Type out the data again. Keep every line exactly the same.

== Task input ==

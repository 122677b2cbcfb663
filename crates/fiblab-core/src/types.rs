use std::fmt::{self, Display};
use std::str::FromStr;

/// Error type for Fibonacci calculations and sweeps.
#[derive(Debug, Clone, PartialEq, Eq)]
pub enum FibError {
    /// The index is negative.
    InvalidArgument { n: i64 },
    /// The computation would exhaust stack, heap or time budget.
    ResourceExhausted {
        algorithm: Algorithm,
        n: i64,
        reason: &'static str,
    },
    /// F(n) does not fit in a `u64`.
    Overflow { n: i64 },
    /// The sweep configuration is out of range.
    InvalidConfig(String),
}

impl Display for FibError {
    fn fmt(&self, f: &mut fmt::Formatter<'_>) -> fmt::Result {
        match self {
            FibError::InvalidArgument { n } => {
                write!(f, "invalid argument: index n={} must be non-negative", n)
            }
            FibError::ResourceExhausted {
                algorithm,
                n,
                reason,
            } => write!(
                f,
                "resource exhausted: {} cannot compute F({}): {}",
                algorithm, n, reason
            ),
            FibError::Overflow { n } => {
                write!(f, "overflow: F({}) does not fit in 64 bits", n)
            }
            FibError::InvalidConfig(msg) => write!(f, "invalid configuration: {}", msg),
        }
    }
}

impl std::error::Error for FibError {}

#[cfg(feature = "serde")]
impl serde::Serialize for FibError {
    /// Serialized as the display string.
    fn serialize<S>(&self, serializer: S) -> Result<S::Ok, S::Error>
    where
        S: serde::Serializer,
    {
        serializer.collect_str(self)
    }
}

// ============================================================================
// Algorithm Selection
// ============================================================================

/// Fibonacci algorithm selection.
///
/// Shared between the analysis runner, the CLI and the server so that every
/// surface uses the same names (`recursive`, `dp`, `iterative`, `matrix`).
/// The declaration order is the order algorithms are reported in.
#[derive(Debug, Clone, Copy, PartialEq, Eq, Hash, PartialOrd, Ord, Default)]
#[cfg_attr(feature = "serde", derive(serde::Serialize, serde::Deserialize))]
#[cfg_attr(feature = "serde", serde(rename_all = "lowercase"))]
pub enum Algorithm {
    /// Naive recursion: $O(2^n)$ time, $O(n)$ stack.
    Recursive,
    /// Bottom-up table: $O(n)$ time, $O(n)$ space.
    Dp,
    /// Two rolling values: $O(n)$ time, $O(1)$ space.
    #[default]
    Iterative,
    /// Repeated squaring of the 2x2 transition matrix: $O(\log n)$ time.
    Matrix,
}

impl Algorithm {
    /// All algorithms, in reporting order.
    pub const ALL: [Algorithm; 4] = [
        Algorithm::Recursive,
        Algorithm::Dp,
        Algorithm::Iterative,
        Algorithm::Matrix,
    ];

    /// Stable lowercase identifier used in maps, query strings and JSON.
    pub fn as_str(self) -> &'static str {
        match self {
            Algorithm::Recursive => "recursive",
            Algorithm::Dp => "dp",
            Algorithm::Iterative => "iterative",
            Algorithm::Matrix => "matrix",
        }
    }

    /// Asymptotic time complexity, for display.
    pub fn complexity(self) -> &'static str {
        match self {
            Algorithm::Recursive => "O(2^n)",
            Algorithm::Dp | Algorithm::Iterative => "O(n)",
            Algorithm::Matrix => "O(log n)",
        }
    }

    /// Computes F(n) with this algorithm.
    pub fn compute(self, n: i64) -> Result<u64, FibError> {
        match self {
            Algorithm::Recursive => crate::algo::fibonacci_recursive(n),
            Algorithm::Dp => crate::algo::fibonacci_dp(n),
            Algorithm::Iterative => crate::algo::fibonacci_iterative(n),
            Algorithm::Matrix => crate::algo::fibonacci_matrix(n),
        }
    }
}

impl Display for Algorithm {
    fn fmt(&self, f: &mut fmt::Formatter<'_>) -> fmt::Result {
        match self {
            Algorithm::Recursive => write!(f, "Recursive"),
            Algorithm::Dp => write!(f, "Dynamic Programming"),
            Algorithm::Iterative => write!(f, "Iterative"),
            Algorithm::Matrix => write!(f, "Matrix Exponentiation"),
        }
    }
}

impl FromStr for Algorithm {
    type Err = String;

    fn from_str(s: &str) -> Result<Self, Self::Err> {
        Algorithm::ALL
            .into_iter()
            .find(|algo| algo.as_str().eq_ignore_ascii_case(s))
            .ok_or_else(|| format!("unknown algorithm '{}'", s))
    }
}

===

### Exercise response
repository 122677b2cbcfb663
filename crates/fiblab-core/src/types.rs
use std::fmt::{self, Display};
use std::str::FromStr;

/// Error type for Fibonacci calculations and sweeps.
#[derive(Debug, Clone, PartialEq, Eq)]
pub enum FibError {
    /// The index is negative.
    InvalidArgument { n: i64 },
    /// The computation would exhaust stack, heap or time budget.
    ResourceExhausted {
        algorithm: Algorithm,
        n: i64,
        reason: &'static str,
    },
    /// F(n) does not fit in a `u64`.
    Overflow { n: i64 },
    /// The sweep configuration is out of range.
    InvalidConfig(String),
}

impl Display for FibError {
    fn fmt(&self, f: &mut fmt::Formatter<'_>) -> fmt::Result {
        match self {
            FibError::InvalidArgument { n } => {
                write!(f, "invalid argument: index n={} must be non-negative", n)
            }
            FibError::ResourceExhausted {
                algorithm,
                n,
                reason,
            } => write!(
                f,
                "resource exhausted: {} cannot compute F({}): {}",
                algorithm, n, reason
            ),
            FibError::Overflow { n } => {
                write!(f, "overflow: F({}) does not fit in 64 bits", n)
            }
            FibError::InvalidConfig(msg) => write!(f, "invalid configuration: {}", msg),
        }
    }
}

impl std::error::Error for FibError {}

#[cfg(feature = "serde")]
impl serde::Serialize for FibError {
    /// Serialized as the display string.
    fn serialize<S>(&self, serializer: S) -> Result<S::Ok, S::Error>
    where
        S: serde::Serializer,
    {
        serializer.collect_str(self)
    }
}

// ============================================================================
// Algorithm Selection
// ============================================================================

/// Fibonacci algorithm selection.
///
/// Shared between the analysis runner, the CLI and the server so that every
/// surface uses the same names (`recursive`, `dp`, `iterative`, `matrix`).
/// The declaration order is the order algorithms are reported in.
#[derive(Debug, Clone, Copy, PartialEq, Eq, Hash, PartialOrd, Ord, Default)]
#[cfg_attr(feature = "serde", derive(serde::Serialize, serde::Deserialize))]
#[cfg_attr(feature = "serde", serde(rename_all = "lowercase"))]
pub enum Algorithm {
    /// Naive recursion: $O(2^n)$ time, $O(n)$ stack.
    Recursive,
    /// Bottom-up table: $O(n)$ time, $O(n)$ space.
    Dp,
    /// Two rolling values: $O(n)$ time, $O(1)$ space.
    #[default]
    Iterative,
    /// Repeated squaring of the 2x2 transition matrix: $O(\log n)$ time.
    Matrix,
}

impl Algorithm {
    /// All algorithms, in reporting order.
    pub const ALL: [Algorithm; 4] = [
        Algorithm::Recursive,
        Algorithm::Dp,
        Algorithm::Iterative,
        Algorithm::Matrix,
    ];

    /// Stable lowercase identifier used in maps, query strings and JSON.
    pub fn as_str(self) -> &'static str {
        match self {
            Algorithm::Recursive => "recursive",
            Algorithm::Dp => "dp",
            Algorithm::Iterative => "iterative",
            Algorithm::Matrix => "matrix",
        }
    }

    /// Asymptotic time complexity, for display.
    pub fn complexity(self) -> &'static str {
        match self {
            Algorithm::Recursive => "O(2^n)",
            Algorithm::Dp | Algorithm::Iterative => "O(n)",
            Algorithm::Matrix => "O(log n)",
        }
    }

    /// Computes F(n) with this algorithm.
    pub fn compute(self, n: i64) -> Result<u64, FibError> {
        match self {
            Algorithm::Recursive => crate::algo::fibonacci_recursive(n),
            Algorithm::Dp => crate::algo::fibonacci_dp(n),
            Algorithm::Iterative => crate::algo::fibonacci_iterative(n),
            Algorithm::Matrix => crate::algo::fibonacci_matrix(n),
        }
    }
}

impl Display for Algorithm {
    fn fmt(&self, f: &mut fmt::Formatter<'_>) -> fmt::Result {
        match self {
            Algorithm::Recursive => write!(f, "Recursive"),
            Algorithm::Dp => write!(f, "Dynamic Programming"),
            Algorithm::Iterative => write!(f, "Iterative"),
            Algorithm::Matrix => write!(f, "Matrix Exponentiation"),
        }
    }
}

impl FromStr for Algorithm {
    type Err = String;

    fn from_str(s: &str) -> Result<Self, Self::Err> {
        Algorithm::ALL
            .into_iter()
            .find(|algo| algo.as_str().eq_ignore_ascii_case(s))
            .ok_or_else(|| format!("unknown algorithm '{}'", s))
    }
}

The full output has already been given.